Greg "Gregor" Pratt is a former Ohio attorney who retired after 40 years of general practice focused on litigation in the Cincinnati area. But he always wanted to be a fiction writer, and with the winding down of the practice of law, found time over the last several years to write his first novel, Ebola Island, drawing on his experience as a trial lawyer. Ebola Island is the first in a series featuring class action lawyer, Jack Gamble, who is thrust into the middle of a pandemic on an island with a cast of dynamic characters who must grow to trust each other in their dire circumstances if they want to survive.
Pratt's second novel in that series is Dragon's Eye, in which Jack's wife Maddy, a teacher, goes missing. The police think Maddy has run off with one of her students even though there are no clues—she’s simply vanished. When the police and other agents of the New Zealand government begin to pull back the veil on hidden evidence, Jack and friends embark on a harrowing journey to rescue Maddy from the grips of the Chinese government. But how do private citizens challenge an overreaching totalitarian government with limitless resources and connections?
Greg stops by In Reference to Murder to talk about writing and researching the novel:
Each author and each novel are different. Like most authors my very first novel is still in a box under my desk. It needs so much work! Researching it was great fun and I mention it because the research process was so much different than my later novels.
Since most of my first took place in Newport, Kentucky, which was close to my home at the time I was able to go there and see the streets and some of the buildings for myself.
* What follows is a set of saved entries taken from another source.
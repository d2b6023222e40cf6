use super::{parse_ts, ts, DeskStore};
use crate::{
    customer::CustomerRecord,
    error::{DeskError, DeskResult},
};
use chrono::{DateTime, Utc};
use rusqlite::{params, OptionalExtension};

// Helper function for mapping customer rows
fn customer_row_mapper(row: &rusqlite::Row<'_>) -> rusqlite::Result<CustomerRecord> {
    Ok(CustomerRecord {
        customer_id: row.get(0)?,
        name: row.get(1)?,
        email: row.get(2)?,
        phone: row.get(3)?,
        created_at: parse_ts(4, row.get(4)?)?,
        updated_at: parse_ts(5, row.get(5)?)?,
        is_deleted: row.get::<_, i32>(6)? != 0,
    })
}

impl DeskStore {
    // ── Customer ───────────────────────────────────────────────────

    pub fn insert_customer(&self, c: &CustomerRecord) -> DeskResult<()> {
        self.conn.execute(
            "INSERT INTO customer (customer_id, name, email, phone, created_at, updated_at, is_deleted)
             VALUES (?1, ?2, ?3, ?4, ?5, ?6, ?7)",
            params![
                &c.customer_id,
                &c.name,
                &c.email,
                &c.phone,
                ts(&c.created_at),
                ts(&c.updated_at),
                if c.is_deleted { 1i32 } else { 0i32 },
            ],
        )?;
        Ok(())
    }

    pub fn get_customer(&self, customer_id: &str) -> DeskResult<CustomerRecord> {
        self.conn
            .query_row(
                "SELECT customer_id, name, email, phone, created_at, updated_at, is_deleted
                 FROM customer WHERE customer_id = ?1",
                params![customer_id],
                customer_row_mapper,
            )
            .optional()?
            .ok_or_else(|| DeskError::NotFound {
                entity: "customer",
                id: customer_id.to_string(),
            })
    }

    pub fn active_customers(&self) -> DeskResult<Vec<CustomerRecord>> {
        let mut stmt = self.conn.prepare(
            "SELECT customer_id, name, email, phone, created_at, updated_at, is_deleted
             FROM customer WHERE is_deleted = 0
             ORDER BY name ASC, customer_id ASC",
        )?;
        let rows = stmt.query_map([], customer_row_mapper)?;
        rows.collect::<Result<Vec<_>, _>>().map_err(Into::into)
    }

    pub fn update_customer(
        &self,
        c: &CustomerRecord,
        expected_updated_at: &DateTime<Utc>,
    ) -> DeskResult<()> {
        let affected = self.conn.execute(
            "UPDATE customer SET name = ?1, email = ?2, phone = ?3, updated_at = ?4, is_deleted = ?5
             WHERE customer_id = ?6 AND updated_at = ?7",
            params![
                &c.name,
                &c.email,
                &c.phone,
                ts(&c.updated_at),
                if c.is_deleted { 1i32 } else { 0i32 },
                &c.customer_id,
                ts(expected_updated_at),
            ],
        )?;
        self.check_customer_write(affected, &c.customer_id)
    }

    pub fn soft_delete_customer(
        &self,
        customer_id: &str,
        expected_updated_at: &DateTime<Utc>,
        now: DateTime<Utc>,
    ) -> DeskResult<()> {
        let affected = self.conn.execute(
            "UPDATE customer SET is_deleted = 1, updated_at = ?1
             WHERE customer_id = ?2 AND updated_at = ?3",
            params![ts(&now), customer_id, ts(expected_updated_at)],
        )?;
        self.check_customer_write(affected, customer_id)
    }

    fn check_customer_write(&self, affected: usize, customer_id: &str) -> DeskResult<()> {
        if affected > 0 {
            return Ok(());
        }
        let exists: bool = self.conn.query_row(
            "SELECT COUNT(*) > 0 FROM customer WHERE customer_id = ?1",
            params![customer_id],
            |row| row.get(0),
        )?;
        if exists {
            Err(DeskError::Conflict {
                entity: "customer",
                id: customer_id.to_string(),
            })
        } else {
            Err(DeskError::NotFound {
                entity: "customer",
                id: customer_id.to_string(),
            })
        }
    }

    pub fn customer_count(&self) -> DeskResult<i64> {
        self.conn
            .query_row(
                "SELECT COUNT(*) FROM customer WHERE is_deleted = 0",
                [],
                |row| row.get(0),
            )
            .map_err(Into::into)
    }
}
//! Stablecoin amounts in integer micro-units
//!
//! External surfaces show human strings (`"$0.01"`); everything internal is
//! integer micro-USD (1 USD = 1,000,000 micro) so cost comparisons and chain
//! sums never drift.

use serde::{Deserialize, Serialize};
use std::fmt;

/// Micro-units per whole dollar.
pub const MICRO_PER_USD: u64 = 1_000_000;

/// Micro-units per $0.001, the granularity of gateway pricing.
pub const MICRO_PER_MILLI: u64 = 1_000;

/// How to resolve decimal digits beyond micro precision.
///
/// Budget checks truncate so a caller cap is never inflated; gateway-side
/// pricing rounds up so a markup is never undercharged.
#[derive(Debug, Clone, Copy, PartialEq, Eq)]
pub enum Rounding {
    /// Toward zero. Used when parsing caller budgets.
    TowardZero,
    /// Away from zero. Used when parsing gateway-side prices.
    AwayFromZero,
}

/// A non-negative USD amount in micro-units.
#[derive(
    Debug, Clone, Copy, PartialEq, Eq, PartialOrd, Ord, Hash, Default, Serialize, Deserialize,
)]
#[serde(transparent)]
pub struct MicroUsd(pub u64);

impl MicroUsd {
    pub const ZERO: MicroUsd = MicroUsd(0);

    /// Parse a human amount like `"$0.01"`, `"0.25"` or `"$1"`.
    ///
    /// A leading `$` is optional. Digits beyond micro precision are resolved
    /// per `rounding`. Negative or malformed input is an error.
    pub fn parse(s: &str, rounding: Rounding) -> Result<Self, MoneyError> {
        let raw = s.trim().trim_start_matches('$').trim();
        if raw.is_empty() {
            return Err(MoneyError::Malformed(s.to_string()));
        }
        if raw.starts_with('-') {
            return Err(MoneyError::Negative(s.to_string()));
        }

        let (whole, frac) = match raw.split_once('.') {
            Some((w, f)) => (w, f),
            None => (raw, ""),
        };
        let whole = if whole.is_empty() { "0" } else { whole };
        if !whole.bytes().all(|b| b.is_ascii_digit()) || !frac.bytes().all(|b| b.is_ascii_digit()) {
            return Err(MoneyError::Malformed(s.to_string()));
        }

        let dollars: u64 = whole
            .parse()
            .map_err(|_| MoneyError::Malformed(s.to_string()))?;

        // First six fractional digits are exact micro-units.
        let mut micros: u64 = 0;
        for (i, b) in frac.bytes().take(6).enumerate() {
            micros += u64::from(b - b'0') * 10u64.pow(5 - i as u32);
        }
        let truncated_nonzero = frac.bytes().skip(6).any(|b| b != b'0');
        if truncated_nonzero && rounding == Rounding::AwayFromZero {
            micros += 1;
        }

        dollars
            .checked_mul(MICRO_PER_USD)
            .and_then(|d| d.checked_add(micros))
            .map(MicroUsd)
            .ok_or_else(|| MoneyError::Malformed(s.to_string()))
    }

    /// Round up to the nearest $0.001 multiple.
    pub fn ceil_to_milli(self) -> Self {
        MicroUsd(self.0.div_ceil(MICRO_PER_MILLI) * MICRO_PER_MILLI)
    }

    pub fn saturating_add(self, other: MicroUsd) -> Self {
        MicroUsd(self.0.saturating_add(other.0))
    }

    pub fn saturating_sub(self, other: MicroUsd) -> Self {
        MicroUsd(self.0.saturating_sub(other.0))
    }

    pub fn saturating_mul(self, factor: u64) -> Self {
        MicroUsd(self.0.saturating_mul(factor))
    }

    pub fn is_zero(self) -> bool {
        self.0 == 0
    }

    pub fn as_micros(self) -> u64 {
        self.0
    }

    /// Decimal USD string without the `$` sign, e.g. `0.005`.
    pub fn to_decimal_string(self) -> String {
        let dollars = self.0 / MICRO_PER_USD;
        let micros = self.0 % MICRO_PER_USD;
        let frac = format!("{micros:06}");
        let trimmed = frac.trim_end_matches('0');
        // Keep at least two decimal places so whole amounts read as currency.
        let frac = if trimmed.len() < 2 { &frac[..2] } else { trimmed };
        format!("{dollars}.{frac}")
    }
}

impl fmt::Display for MicroUsd {
    fn fmt(&self, f: &mut fmt::Formatter<'_>) -> fmt::Result {
        write!(f, "${}", self.to_decimal_string())
    }
}

/// Errors from amount parsing
#[derive(Debug, Clone, thiserror::Error, PartialEq, Eq)]
pub enum MoneyError {
    #[error("Malformed amount: {0:?}")]
    Malformed(String),

    #[error("Negative amount: {0:?}")]
    Negative(String),
}

#[cfg(test)]
#[allow(clippy::unwrap_used, clippy::expect_used)]
mod tests {
    use super::*;

    #[test]
    fn test_parse_common_prices() {
        assert_eq!(
            MicroUsd::parse("$0.01", Rounding::TowardZero).unwrap(),
            MicroUsd(10_000)
        );
        assert_eq!(
            MicroUsd::parse("$0.005", Rounding::TowardZero).unwrap(),
            MicroUsd(5_000)
        );
        assert_eq!(
            MicroUsd::parse("1", Rounding::TowardZero).unwrap(),
            MicroUsd(MICRO_PER_USD)
        );
        assert_eq!(
            MicroUsd::parse("0.25", Rounding::TowardZero).unwrap(),
            MicroUsd(250_000)
        );
    }

    #[test]
    fn test_parse_rejects_garbage() {
        assert!(MicroUsd::parse("", Rounding::TowardZero).is_err());
        assert!(MicroUsd::parse("$", Rounding::TowardZero).is_err());
        assert!(MicroUsd::parse("-0.01", Rounding::TowardZero).is_err());
        assert!(MicroUsd::parse("0.0a", Rounding::TowardZero).is_err());
        assert!(MicroUsd::parse("1.2.3", Rounding::TowardZero).is_err());
    }

    #[test]
    fn test_sub_micro_digits_round_by_mode() {
        // 7th decimal digit is below micro precision.
        let budget = MicroUsd::parse("0.0000001", Rounding::TowardZero).unwrap();
        assert_eq!(budget, MicroUsd::ZERO);

        let price = MicroUsd::parse("0.0000001", Rounding::AwayFromZero).unwrap();
        assert_eq!(price, MicroUsd(1));
    }

    #[test]
    fn test_ceil_to_milli() {
        assert_eq!(MicroUsd(10_001).ceil_to_milli(), MicroUsd(11_000));
        assert_eq!(MicroUsd(10_000).ceil_to_milli(), MicroUsd(10_000));
        assert_eq!(MicroUsd(1).ceil_to_milli(), MicroUsd(1_000));
        assert_eq!(MicroUsd::ZERO.ceil_to_milli(), MicroUsd::ZERO);
    }

    #[test]
    fn test_display() {
        assert_eq!(MicroUsd(10_000).to_string(), "$0.01");
        assert_eq!(MicroUsd(5_000).to_string(), "$0.005");
        assert_eq!(MicroUsd(MICRO_PER_USD).to_string(), "$1.00");
        assert_eq!(MicroUsd(1_500_000).to_string(), "$1.50");
        assert_eq!(MicroUsd::ZERO.to_string(), "$0.00");
    }

    #[test]
    fn test_display_round_trips_through_parse() {
        for micros in [0u64, 1, 5_000, 10_000, 250_000, 1_234_567] {
            let amount = MicroUsd(micros);
            let parsed = MicroUsd::parse(&amount.to_string(), Rounding::TowardZero).unwrap();
            assert_eq!(parsed, amount);
        }
    }
}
Of course that meant I had to separate out the new buildings. Focus was on the buildings that were there in the 1960s when the Kennedy Justice Department investigated Newport, which had been a vice hot spot since the Civil War. But buildings and streets are just a start. What was life like? I read a number of books about Newport in those days. One that I remember is Razzle Dazzle, which described the lives of people back then and how the legal operations were used to mask the illegal ones. Razzle Dazzle was a dice game where the player often appeared about to make a big win and somehow they never did. I was lucky to have an acquaintance whose father had been quite the gambler. He played cards regularly with a character named Sleep Out Louie, who got his nickname because he would sleep out a few hands in his chair while the game went on around me. The shared stories were invaluable. For instance Louie and my friend’s father would play gin for stakes so high that major league baseball players who were in town would come by to watch the action. They would keep score but would not play. And one of my brothers in law had an ancestor who was a member of “the mob” in Newport. The real life touches of those “true” stories helped give feeling to those chapters of the book and helped define the characters and their interactions.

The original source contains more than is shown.